In fact, disaffected by Britain’s politics, from Ekaterinburg Sydney went east – to Siberian Omsk and then further east, to Beijing and then Harbin. Off and on he would spend another 17 years here, in Russian China, Manchuria. In about 1922 he suffered a serious illness. His religiosity seems to have grown further and after this he would go to study for the Anglican priesthood at St Stephen’s House in Oxford. However, for someone with the world-changing experience he had had, that was not his way; perhaps he still found Anglicanism ‘stuffy’. Finally, in 1934, in Harbin, he joined the Russian Orthodox Church.

There is no doubt that he did this as a direct result of the example of the Imperial Family, for he took the Orthodox name of Alexis – the name of the Tsarevich. He was to describe this act as like ‘getting home after a long journey’, words which perhaps describe the reception into the Orthodox Church of any Western person. Thus, from England, to Russia and then to China, he had found his way. In December 1934, aged almost 59, he became successively monk, deacon and priest. He was now to be known as Fr Nicholas – a name deliberately taken in honour of Tsar Nicholas. In 1935 he was made Abbot by Metr Antony of Kiev, the head of the Church Outside Russia and later he received the title of Archimandrite.

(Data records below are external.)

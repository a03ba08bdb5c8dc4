use once_cell::sync::Lazy;
use regex::Regex;

static DIGITS_REGEX: Lazy<Regex> = Lazy::new(|| Regex::new(r"\d+").unwrap());

static HEIGHT_REGEX: Lazy<Regex> =
  Lazy::new(|| Regex::new(r"(\d{3,4})p").unwrap());

static WHITESPACE_REGEX: Lazy<Regex> =
  Lazy::new(|| Regex::new(r"\s+").unwrap());

static FILENAME_RESERVED_REGEX: Lazy<Regex> =
  Lazy::new(|| Regex::new(r#"[<>:"/\\|?*]"#).unwrap());

// a run too long for u64 counts as no number at all
pub fn first_integer(text: &str) -> Option<u64> {
  DIGITS_REGEX.find(text)?.as_str().parse().ok()
}

/// Reads `720` out of labels like `h264-720p`.
pub fn height_from_label(text: &str) -> Option<u32> {
  HEIGHT_REGEX.captures(text)?[1].parse().ok()
}

pub fn collapse_whitespace(text: &str) -> String {
  WHITESPACE_REGEX.replace_all(text, " ").trim().to_string()
}

pub fn sanitize_filename(name: &str) -> String {
  FILENAME_RESERVED_REGEX.replace_all(name, "_").into_owned()
}
use crate::{Error, Result};

use super::word32::Word32;

const GOLDEN: Word32 = Word32::from_bits(0x9E37_79B9);

/// The byte-stream recurrences known to be used for obfuscated urls.
///
/// The discriminant is the algorithm id carried in the first byte of
/// the obfuscated payload.
#[derive(Clone, Copy, Debug, PartialEq, Eq, Hash)]
#[repr(u8)]
pub enum Algorithm {
  Lcg = 1,
  XorShift = 2,
  Murmur = 3,
  Rotate = 4,
  AddXorShift = 5,
  ShiftedLcg = 6,
  SplitMix = 7,
}

impl Algorithm {
  pub const ALL: [Algorithm; 7] = [
    Algorithm::Lcg,
    Algorithm::XorShift,
    Algorithm::Murmur,
    Algorithm::Rotate,
    Algorithm::AddXorShift,
    Algorithm::ShiftedLcg,
    Algorithm::SplitMix,
  ];

  pub fn id(self) -> u8 {
    self as u8
  }

  /// Advances `state` once and returns the word whose low byte is
  /// emitted.
  fn step(self, state: &mut Word32) -> Word32 {
    let s = *state;
    match self {
      Algorithm::Lcg => {
        *state = s * Word32::new(1_664_525) + Word32::new(1_013_904_223);
        *state
      }
      Algorithm::XorShift => {
        let s = s ^ (s << 13);
        let s = s ^ s.unsigned_shift_right(17);
        *state = s ^ (s << 5);
        *state
      }
      Algorithm::Murmur => {
        *state = s + GOLDEN;
        let e = *state ^ state.unsigned_shift_right(16);
        let e = e * Word32::from_bits(0x85EB_CA77);
        let e = e ^ e.unsigned_shift_right(13);
        let e = e * Word32::from_bits(0xC2B2_AE3D);
        e ^ e.unsigned_shift_right(16)
      }
      Algorithm::Rotate => {
        *state = s + Word32::from_bits(0x6D2B_79F5);
        let e = state.rotate_left(7) + GOLDEN;
        let e = e ^ e.unsigned_shift_right(11);
        e * Word32::from_bits(0x27D4_EB2D)
      }
      Algorithm::AddXorShift => {
        let s = s ^ (s << 7);
        let s = s ^ s.unsigned_shift_right(9);
        let s = s ^ (s << 8);
        *state = s + Word32::from_bits(0xA5A5_A5A5);
        *state
      }
      Algorithm::ShiftedLcg => {
        *state =
          s * Word32::from_bits(0x2C92_77B5) + Word32::from_bits(0xAC56_4B05);
        let mixed = *state ^ state.unsigned_shift_right(18);
        let shift = state.bits() >> 27;
        mixed.unsigned_shift_right(shift)
      }
      Algorithm::SplitMix => {
        *state = s + GOLDEN;
        let e = *state ^ (*state << 5);
        let e = e * Word32::from_bits(0x7FEB_352D);
        let e = e ^ e.unsigned_shift_right(15);
        e * Word32::from_bits(0x846C_A68B)
      }
    }
  }
}

impl TryFrom<u8> for Algorithm {
  type Error = Error;

  fn try_from(id: u8) -> Result<Self> {
    Algorithm::ALL
      .into_iter()
      .find(|algo| algo.id() == id)
      .ok_or(Error::UnknownAlgorithm(id))
  }
}

/// An endless, replayable keystream for one decode call.
#[derive(Clone, Debug)]
pub struct Keystream {
  algorithm: Algorithm,
  state: Word32,
}

impl Keystream {
  pub fn new(algorithm_id: u8, seed: i32) -> Result<Self> {
    let algorithm = Algorithm::try_from(algorithm_id)?;
    Ok(Self::with_state(algorithm, Word32::new(seed)))
  }

  pub fn with_state(algorithm: Algorithm, state: Word32) -> Self {
    Self { algorithm, state }
  }

  pub fn state(&self) -> Word32 {
    self.state
  }

  pub fn next_byte(&mut self) -> u8 {
    self.algorithm.step(&mut self.state).low_byte()
  }

  /// XORs `data` with the stream, consuming one byte per input byte.
  pub fn apply(&mut self, data: &[u8]) -> Vec<u8> {
    data.iter().map(|b| b ^ self.next_byte()).collect()
  }
}

impl Iterator for Keystream {
  type Item = u8;

  fn next(&mut self) -> Option<u8> {
    Some(self.next_byte())
  }
}
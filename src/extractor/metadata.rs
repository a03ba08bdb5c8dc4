use serde::{Deserialize, Deserializer};
use serde_json::{Map, Value};

/// The `window.initials` blob embedded in a video page.
#[derive(Debug, Default, Deserialize)]
#[serde(rename_all = "camelCase")]
pub struct Metadata {
  pub video_model: Option<VideoModel>,
  pub xplayer_settings: Option<XplayerSettings>,
}

#[derive(Debug, Default, Deserialize)]
pub struct VideoModel {
  #[serde(rename = "thumbURL", default, deserialize_with = "non_empty_string")]
  pub thumb_url: Option<String>,
  #[serde(default, deserialize_with = "non_empty_string")]
  pub title: Option<String>,
}

// anything but a non-empty string reads as missing
fn non_empty_string<'de, D>(deserializer: D) -> Result<Option<String>, D::Error>
where
  D: Deserializer<'de>,
{
  Ok(match Value::deserialize(deserializer)? {
    Value::String(s) if !s.is_empty() => Some(s),
    _ => None,
  })
}

#[derive(Debug, Default, Deserialize)]
pub struct XplayerSettings {
  pub sources: Option<Sources>,
}

#[derive(Debug, Default, Deserialize)]
pub struct Sources {
  pub hls: Option<HlsSource>,
  /// Codec name (`h264`, `av1`, ..) to a list of progressive sources.
  pub standard: Option<Map<String, Value>>,
}

#[derive(Debug, Default, Deserialize)]
pub struct HlsSource {
  pub url: Option<String>,
  pub fallback: Option<String>,
}

#[derive(Debug, Default, Deserialize)]
pub struct StandardSource {
  pub url: Option<String>,
  pub fallback: Option<String>,
  pub label: Option<Value>,
  pub quality: Option<Value>,
}

impl StandardSource {
  pub fn label(&self) -> String {
    [&self.label, &self.quality]
      .into_iter()
      .flatten()
      .find_map(label_text)
      .unwrap_or_default()
  }
}

// empty strings, zero and false count as missing
fn label_text(value: &Value) -> Option<String> {
  match value {
    Value::String(s) if !s.is_empty() => Some(s.clone()),
    Value::Number(n) if n.as_f64() != Some(0.0) => Some(n.to_string()),
    Value::Bool(true) => Some("true".to_string()),
    _ => None,
  }
}

/// A media url found in the metadata, before deciphering.
#[derive(Clone, Debug, PartialEq, Eq)]
pub struct Candidate {
  pub url: String,
  pub format_id: String,
  pub quality: Option<String>,
}

impl Metadata {
  /// Every media url in page order: hls first, then each standard
  /// source with its fallback.
  pub fn candidates(&self) -> Vec<Candidate> {
    let Some(sources) = self
      .xplayer_settings
      .as_ref()
      .and_then(|s| s.sources.as_ref())
    else {
      return Vec::new();
    };

    let mut candidates = Vec::new();
    let mut push = |url: &Option<String>, format_id: String, quality| {
      match url.as_deref() {
        Some(url) if !url.is_empty() => candidates.push(Candidate {
          url: url.to_string(),
          format_id,
          quality,
        }),
        _ => (),
      }
    };

    if let Some(hls) = &sources.hls {
      push(&hls.url, "hls-url".to_string(), None);
      push(&hls.fallback, "hls-fallback".to_string(), None);
    }

    for (ident, list) in sources.standard.iter().flatten() {
      let Value::Array(entries) = list else {
        continue;
      };

      for entry in entries {
        let Ok(source) = StandardSource::deserialize(entry) else {
          tracing::debug!("skipping malformed {ident} source: {entry}");
          continue;
        };

        let label = source.label();
        let quality = (!label.is_empty()).then(|| label.clone());
        push(&source.url, format!("{ident}-{label}"), quality.clone());
        push(&source.fallback, format!("{ident}-{label}-fb"), quality);
      }
    }

    candidates
  }
}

Wishing to establish some ‘Anglo-Orthodox organisation’, in 1937 Fr Nicholas Gibbes came back to live in England permanently. He was aged 61. Of this move he wrote: ‘It is my earnest hope that the Anglican Church should put itself right with the Holy Orthodox Church’. He went to live in London in the hope of setting up an English-language parish. In this he did not succeed and in 1940 he moved to Oxford. In this last part of his life in Oxford, as some here remember, he became the founder of the first local Russian Orthodox chapel at 4, Marston Street, where he lived in humble and modest circumstances. In recalling the address of that first chapel dedicated to St Nicholas, we cannot help recalling that today’s St Nicholas church, where we speak, is off Marston Road, and not so very far away from Marston Street.
Not an organiser, sometimes rather erratic, even eccentric, Fr Nicholas was not perhaps an ideal parish priest, but he was sincere and well-respected. In Oxford he cherished the mementoes of the Imperial Family to the end. Before he departed this life, on 24 March 1963, an icon given to him by the Imperial Family, was miraculously renewed and began to shine. One who knew him at the time confirmed this and after Fr Nicholas’ death, commented that now at last Fr Nicholas was seeing the Imperial Family again – for he had been waiting for this moment for 45 years. He was going to meet once more those who had shaped his destiny in this world.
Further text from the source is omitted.